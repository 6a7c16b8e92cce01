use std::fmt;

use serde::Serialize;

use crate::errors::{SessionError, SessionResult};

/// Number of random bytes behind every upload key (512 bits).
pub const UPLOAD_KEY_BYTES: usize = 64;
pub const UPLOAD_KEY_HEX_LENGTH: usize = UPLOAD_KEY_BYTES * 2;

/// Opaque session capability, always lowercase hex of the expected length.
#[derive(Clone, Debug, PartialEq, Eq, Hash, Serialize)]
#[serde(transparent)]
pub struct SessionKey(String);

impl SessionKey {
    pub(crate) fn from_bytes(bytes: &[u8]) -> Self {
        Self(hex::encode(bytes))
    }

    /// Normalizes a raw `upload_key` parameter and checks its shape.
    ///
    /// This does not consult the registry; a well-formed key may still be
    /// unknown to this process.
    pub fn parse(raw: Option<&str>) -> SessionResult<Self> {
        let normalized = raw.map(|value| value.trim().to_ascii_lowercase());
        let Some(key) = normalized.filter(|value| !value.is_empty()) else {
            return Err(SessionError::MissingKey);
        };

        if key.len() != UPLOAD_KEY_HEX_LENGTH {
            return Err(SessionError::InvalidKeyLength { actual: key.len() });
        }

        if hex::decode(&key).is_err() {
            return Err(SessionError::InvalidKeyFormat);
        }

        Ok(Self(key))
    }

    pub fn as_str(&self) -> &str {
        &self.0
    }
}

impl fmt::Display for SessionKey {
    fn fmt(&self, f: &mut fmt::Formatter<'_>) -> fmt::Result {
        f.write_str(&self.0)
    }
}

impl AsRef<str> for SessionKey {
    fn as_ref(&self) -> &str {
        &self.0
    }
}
* * *
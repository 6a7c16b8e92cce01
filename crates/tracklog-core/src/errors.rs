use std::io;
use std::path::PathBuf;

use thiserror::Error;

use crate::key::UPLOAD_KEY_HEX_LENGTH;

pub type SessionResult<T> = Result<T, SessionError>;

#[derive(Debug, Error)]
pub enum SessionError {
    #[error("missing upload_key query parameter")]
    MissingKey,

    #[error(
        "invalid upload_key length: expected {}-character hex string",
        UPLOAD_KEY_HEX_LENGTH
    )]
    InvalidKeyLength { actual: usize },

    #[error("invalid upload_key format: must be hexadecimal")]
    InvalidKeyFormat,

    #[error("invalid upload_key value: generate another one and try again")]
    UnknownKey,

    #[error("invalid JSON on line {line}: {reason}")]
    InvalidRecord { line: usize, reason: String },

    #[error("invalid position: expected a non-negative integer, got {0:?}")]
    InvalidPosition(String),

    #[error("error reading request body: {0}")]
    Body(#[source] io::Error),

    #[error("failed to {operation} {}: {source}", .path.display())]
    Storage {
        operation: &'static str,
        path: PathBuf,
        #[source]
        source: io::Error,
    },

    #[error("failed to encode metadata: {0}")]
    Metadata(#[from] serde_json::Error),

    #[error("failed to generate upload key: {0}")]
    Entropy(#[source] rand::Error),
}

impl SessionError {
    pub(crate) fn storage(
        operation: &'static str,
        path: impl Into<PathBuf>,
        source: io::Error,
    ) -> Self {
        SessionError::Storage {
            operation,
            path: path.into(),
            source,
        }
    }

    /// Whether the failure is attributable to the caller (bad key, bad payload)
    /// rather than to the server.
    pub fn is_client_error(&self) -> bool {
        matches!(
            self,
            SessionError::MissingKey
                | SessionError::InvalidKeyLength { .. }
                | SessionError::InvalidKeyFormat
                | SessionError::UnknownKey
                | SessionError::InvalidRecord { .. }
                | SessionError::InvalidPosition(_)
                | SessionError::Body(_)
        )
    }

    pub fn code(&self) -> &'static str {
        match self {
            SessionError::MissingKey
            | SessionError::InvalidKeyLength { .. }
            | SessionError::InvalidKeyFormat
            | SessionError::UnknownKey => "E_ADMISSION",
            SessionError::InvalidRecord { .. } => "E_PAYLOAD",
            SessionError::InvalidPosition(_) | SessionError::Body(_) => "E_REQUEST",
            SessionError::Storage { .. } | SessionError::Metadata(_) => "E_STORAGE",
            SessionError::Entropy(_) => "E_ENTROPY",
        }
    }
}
---
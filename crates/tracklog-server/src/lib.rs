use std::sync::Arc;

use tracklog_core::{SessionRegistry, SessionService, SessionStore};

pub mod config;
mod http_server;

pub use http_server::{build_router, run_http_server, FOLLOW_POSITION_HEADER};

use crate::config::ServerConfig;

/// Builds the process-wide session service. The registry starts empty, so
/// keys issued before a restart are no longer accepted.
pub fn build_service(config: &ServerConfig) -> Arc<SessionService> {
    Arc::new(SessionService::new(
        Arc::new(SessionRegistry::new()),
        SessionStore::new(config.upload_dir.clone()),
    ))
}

## TASK OBJECTIVE
The number of lines in the entries holding the word "const" is what is needed. Supply that number only.

## EXERCISE RESPONSE
2